Installation view: JELLYFISH VS. NUCLEAR SHIP and Other Animal Strike Tales, 2022, series of 8, watercolor and watercolor pencil on wood panel, artist’s wooden frame

Opening Gallery is pleased to announce Collective Brain, a group exhibition of works by Alina Bliumis, Jeff Bliumis, Veronique Bourgoin, Alexandros Georgiou, Mat Chivers, Raúl Cordero, Yioula Hadjigeorgiou, Steven C. Harvey, Peggy Kliafa, Artemis Kotioni, Jessica Mitrani, Paula Meninato, Eleni Mylonas, Margarita Myrogianni, Warren Neidich, Alexander Polzin, Dan Reisner, Juli Susin, Dimitris Tragkas, Adonis Volanakis, Hans Weigant, Vasilis Zarifopoulos curated by Dr. Sozita Goudouna. Installed across the first floor of 42 Walker St, Collective Brain attempts to challenge our perception of mental processes with an arrangement of corporeally provoking art pieces, connecting artists who work in divergent media and are convening from diverse localities. 

Contemplating the notion of the mind as a mechanism – a brain system responsible for spatial memory and navigation – Collective Brain offers different viewpoints about the brain and its million neurons by centering neurodiversity as the fundamental concept about how we can understand the physical and biological origins of human emotion in the brain, as well as the conception, exhibition, and reception of the artworks.
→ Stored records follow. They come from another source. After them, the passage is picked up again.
//! Store and bus wiring behind the HTTP handlers.

use std::sync::Arc;

use tracing::{info, warn};

use billbook_events::{InMemoryEventBus, RecordChanged};
use billbook_infra::{AppConfig, BillBook, InMemoryRecordStore, PostgresRecordStore, RecordStore};
use billbook_invoicing::GstRate;

pub type Book = BillBook<Arc<dyn RecordStore>, Arc<InMemoryEventBus<RecordChanged>>>;

#[derive(Clone)]
pub struct AppServices {
    book: Arc<Book>,
}

impl AppServices {
    pub fn new(book: Book) -> Self {
        Self { book: Arc::new(book) }
    }

    /// Dev/test wiring: nothing outlives the process.
    pub fn in_memory(default_gst: GstRate) -> Self {
        let store: Arc<dyn RecordStore> = Arc::new(InMemoryRecordStore::new());
        Self::new(BillBook::new(store, Arc::new(InMemoryEventBus::new()), default_gst))
    }

    pub fn book(&self) -> &Book {
        &self.book
    }
}

fn configured(store: Arc<dyn RecordStore>, config: &AppConfig) -> AppServices {
    let book = BillBook::new(store, Arc::new(InMemoryEventBus::new()), config.default_gst_rate)
        .with_stale_saga_after(config.saga_stale_after);
    AppServices::new(book)
}

pub async fn build_services(config: &AppConfig) -> anyhow::Result<AppServices> {
    if !config.use_persistent_stores {
        return Ok(configured(Arc::new(InMemoryRecordStore::new()), config));
    }
    let Some(database_url) = config.database_url.as_deref() else {
        warn!("USE_PERSISTENT_STORES=true but DATABASE_URL is not set, falling back to in-memory");
        return Ok(configured(Arc::new(InMemoryRecordStore::new()), config));
    };

    let store = PostgresRecordStore::connect(database_url).await?;
    store.migrate().await?;
    info!("using postgres record store");

    Ok(configured(Arc::new(store), config))
}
A section of the exhibition also attempts to comprehend and challenge perceptions about the operations of the non-human brain. 

The revolutionary field of optogenetics allows us to decipher the brain's inner workings using light, however, we still seem to know little about the human mind and certain theorists argue that it is much too complicated to be controlled, while brain and electrostimulation experiments of the 60s and 70s were often unable to clarify which parts of the brain are stimulated by stimoceivers or electro-magnetic radiation.  

Further to the notion of mind control, current scientific research attempts to illuminate the biological nature of our inner worlds and our “projections” namely the ways aspects of the self are experienced by the individual as residing outside the self (Deisseroth K.). Drawing from Santiago Ramón y Cajal, the founder of modern neuroscience, and his claim that “knowledge of the physicochemical basis of memory, feelings, and reason would make humans the true masters of creation, that their most transcendental accomplishment would be the conquering of their own brain,” the exhibition attempts to trace the visualization of the brain's inner circuitry with a deep empathy for mental illness. 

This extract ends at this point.